[Collected data entries]
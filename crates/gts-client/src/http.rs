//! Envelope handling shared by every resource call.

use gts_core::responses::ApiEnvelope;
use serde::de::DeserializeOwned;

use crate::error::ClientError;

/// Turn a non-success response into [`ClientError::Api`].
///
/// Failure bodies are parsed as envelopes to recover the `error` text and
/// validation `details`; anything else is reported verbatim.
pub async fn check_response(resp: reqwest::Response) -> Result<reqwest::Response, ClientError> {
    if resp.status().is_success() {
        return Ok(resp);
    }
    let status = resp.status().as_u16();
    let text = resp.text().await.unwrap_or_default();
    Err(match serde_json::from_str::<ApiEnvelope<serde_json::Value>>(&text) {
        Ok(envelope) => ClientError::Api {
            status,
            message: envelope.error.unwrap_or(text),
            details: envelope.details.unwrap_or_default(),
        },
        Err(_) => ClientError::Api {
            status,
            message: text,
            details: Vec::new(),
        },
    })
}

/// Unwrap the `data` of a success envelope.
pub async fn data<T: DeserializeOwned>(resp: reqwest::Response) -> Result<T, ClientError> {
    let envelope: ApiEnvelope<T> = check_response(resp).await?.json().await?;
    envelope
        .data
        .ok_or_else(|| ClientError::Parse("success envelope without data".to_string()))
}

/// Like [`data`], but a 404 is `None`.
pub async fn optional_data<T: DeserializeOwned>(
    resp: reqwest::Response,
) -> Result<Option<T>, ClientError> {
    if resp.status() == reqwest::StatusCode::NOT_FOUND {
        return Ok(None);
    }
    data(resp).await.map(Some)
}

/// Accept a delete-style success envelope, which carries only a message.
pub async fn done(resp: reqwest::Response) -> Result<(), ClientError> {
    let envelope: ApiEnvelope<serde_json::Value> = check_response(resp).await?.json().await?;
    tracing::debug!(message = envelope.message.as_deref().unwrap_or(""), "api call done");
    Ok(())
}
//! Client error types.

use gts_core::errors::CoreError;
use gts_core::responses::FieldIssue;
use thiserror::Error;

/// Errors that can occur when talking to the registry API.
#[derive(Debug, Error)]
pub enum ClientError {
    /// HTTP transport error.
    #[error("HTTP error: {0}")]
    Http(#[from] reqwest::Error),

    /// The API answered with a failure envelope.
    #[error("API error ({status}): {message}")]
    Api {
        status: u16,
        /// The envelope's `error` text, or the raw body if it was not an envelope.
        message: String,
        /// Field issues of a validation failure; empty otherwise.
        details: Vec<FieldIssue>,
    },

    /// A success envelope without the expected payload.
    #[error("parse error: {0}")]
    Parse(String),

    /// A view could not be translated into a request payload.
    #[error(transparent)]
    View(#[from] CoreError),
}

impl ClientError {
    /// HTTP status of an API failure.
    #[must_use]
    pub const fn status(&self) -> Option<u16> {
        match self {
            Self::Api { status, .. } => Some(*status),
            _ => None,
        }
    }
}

--

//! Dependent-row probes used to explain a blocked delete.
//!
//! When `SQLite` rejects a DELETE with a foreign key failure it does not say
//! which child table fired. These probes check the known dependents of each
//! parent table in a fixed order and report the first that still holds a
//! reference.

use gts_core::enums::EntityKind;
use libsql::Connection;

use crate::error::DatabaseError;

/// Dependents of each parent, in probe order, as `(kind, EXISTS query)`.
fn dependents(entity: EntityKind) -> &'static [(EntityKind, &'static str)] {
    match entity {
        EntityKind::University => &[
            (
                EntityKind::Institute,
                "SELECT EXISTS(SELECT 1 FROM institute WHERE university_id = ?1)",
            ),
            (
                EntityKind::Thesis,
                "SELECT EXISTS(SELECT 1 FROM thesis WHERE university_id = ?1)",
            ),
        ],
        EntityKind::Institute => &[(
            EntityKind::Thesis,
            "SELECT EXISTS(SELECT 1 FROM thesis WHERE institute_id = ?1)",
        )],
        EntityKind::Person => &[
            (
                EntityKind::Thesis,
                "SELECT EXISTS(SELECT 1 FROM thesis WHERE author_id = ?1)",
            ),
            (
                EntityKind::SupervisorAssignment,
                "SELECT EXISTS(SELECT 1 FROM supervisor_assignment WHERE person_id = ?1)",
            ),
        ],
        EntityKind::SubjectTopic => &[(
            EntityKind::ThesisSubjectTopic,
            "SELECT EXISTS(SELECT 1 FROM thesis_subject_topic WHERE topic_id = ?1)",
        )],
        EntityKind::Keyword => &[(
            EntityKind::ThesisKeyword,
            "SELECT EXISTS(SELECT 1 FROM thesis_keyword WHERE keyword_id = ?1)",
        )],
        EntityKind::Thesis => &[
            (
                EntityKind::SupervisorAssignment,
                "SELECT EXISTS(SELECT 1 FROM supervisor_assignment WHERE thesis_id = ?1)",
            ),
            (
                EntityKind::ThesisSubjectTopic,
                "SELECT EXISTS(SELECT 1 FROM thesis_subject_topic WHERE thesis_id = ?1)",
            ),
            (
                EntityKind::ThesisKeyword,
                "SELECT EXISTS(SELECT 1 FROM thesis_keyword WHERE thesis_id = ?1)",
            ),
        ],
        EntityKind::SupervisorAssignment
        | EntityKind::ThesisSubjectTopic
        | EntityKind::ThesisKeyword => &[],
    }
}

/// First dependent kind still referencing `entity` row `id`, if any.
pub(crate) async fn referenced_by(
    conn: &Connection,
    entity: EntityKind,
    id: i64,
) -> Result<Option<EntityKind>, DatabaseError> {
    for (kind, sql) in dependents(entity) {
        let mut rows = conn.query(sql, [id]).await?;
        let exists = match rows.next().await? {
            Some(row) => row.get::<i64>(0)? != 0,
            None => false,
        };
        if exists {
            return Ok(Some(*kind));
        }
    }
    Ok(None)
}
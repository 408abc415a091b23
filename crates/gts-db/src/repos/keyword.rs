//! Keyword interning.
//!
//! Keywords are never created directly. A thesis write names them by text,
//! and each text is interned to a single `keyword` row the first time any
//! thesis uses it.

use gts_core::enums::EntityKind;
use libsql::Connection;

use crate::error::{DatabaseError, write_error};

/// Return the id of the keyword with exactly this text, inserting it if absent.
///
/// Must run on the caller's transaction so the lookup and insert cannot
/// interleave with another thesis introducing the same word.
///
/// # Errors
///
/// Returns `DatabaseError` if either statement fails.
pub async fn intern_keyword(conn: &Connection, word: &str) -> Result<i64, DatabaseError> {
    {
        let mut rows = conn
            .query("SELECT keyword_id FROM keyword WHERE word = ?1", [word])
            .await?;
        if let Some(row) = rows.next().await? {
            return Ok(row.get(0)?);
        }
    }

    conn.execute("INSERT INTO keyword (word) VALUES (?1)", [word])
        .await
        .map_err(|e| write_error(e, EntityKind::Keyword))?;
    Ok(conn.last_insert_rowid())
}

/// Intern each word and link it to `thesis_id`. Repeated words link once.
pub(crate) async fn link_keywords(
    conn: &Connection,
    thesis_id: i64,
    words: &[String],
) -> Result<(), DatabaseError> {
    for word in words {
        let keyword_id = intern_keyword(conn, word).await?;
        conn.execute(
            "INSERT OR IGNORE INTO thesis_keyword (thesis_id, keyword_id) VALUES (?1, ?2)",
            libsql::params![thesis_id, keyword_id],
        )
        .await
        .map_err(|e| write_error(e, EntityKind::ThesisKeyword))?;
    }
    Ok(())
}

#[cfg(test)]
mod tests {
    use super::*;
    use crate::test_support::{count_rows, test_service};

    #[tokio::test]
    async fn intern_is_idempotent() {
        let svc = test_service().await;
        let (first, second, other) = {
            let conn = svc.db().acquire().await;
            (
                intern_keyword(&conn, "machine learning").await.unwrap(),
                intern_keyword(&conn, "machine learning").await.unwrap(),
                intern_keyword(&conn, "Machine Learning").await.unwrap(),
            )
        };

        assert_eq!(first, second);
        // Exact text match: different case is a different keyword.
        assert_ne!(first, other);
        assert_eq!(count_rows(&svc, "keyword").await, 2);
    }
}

==

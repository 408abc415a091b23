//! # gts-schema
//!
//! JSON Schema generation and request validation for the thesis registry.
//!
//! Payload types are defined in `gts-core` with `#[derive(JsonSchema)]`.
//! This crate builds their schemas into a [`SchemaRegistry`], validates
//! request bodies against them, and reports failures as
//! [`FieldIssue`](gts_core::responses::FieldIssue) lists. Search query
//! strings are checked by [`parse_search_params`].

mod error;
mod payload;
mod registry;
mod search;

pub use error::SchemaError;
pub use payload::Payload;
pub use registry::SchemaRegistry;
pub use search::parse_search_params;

__PROBLEM__. Find the line with "data(resp).await.map(Some)" in the entries above. Retype it and each line after it, exactly, through the line with "the expected payload.", and stop there.

__EXERCISE RESULT__.
    data(resp).await.map(Some)
}

/// Accept a delete-style success envelope, which carries only a message.
pub async fn done(resp: reqwest::Response) -> Result<(), ClientError> {
    let envelope: ApiEnvelope<serde_json::Value> = check_response(resp).await?.json().await?;
    tracing::debug!(message = envelope.message.as_deref().unwrap_or(""), "api call done");
    Ok(())
}
//! Client error types.

use gts_core::errors::CoreError;
use gts_core::responses::FieldIssue;
use thiserror::Error;

/// Errors that can occur when talking to the registry API.
#[derive(Debug, Error)]
pub enum ClientError {
    /// HTTP transport error.
    #[error("HTTP error: {0}")]
    Http(#[from] reqwest::Error),

    /// The API answered with a failure envelope.
    #[error("API error ({status}): {message}")]
    Api {
        status: u16,
        /// The envelope's `error` text, or the raw body if it was not an envelope.
        message: String,
        /// Field issues of a validation failure; empty otherwise.
        details: Vec<FieldIssue>,
    },

    /// A success envelope without the expected payload.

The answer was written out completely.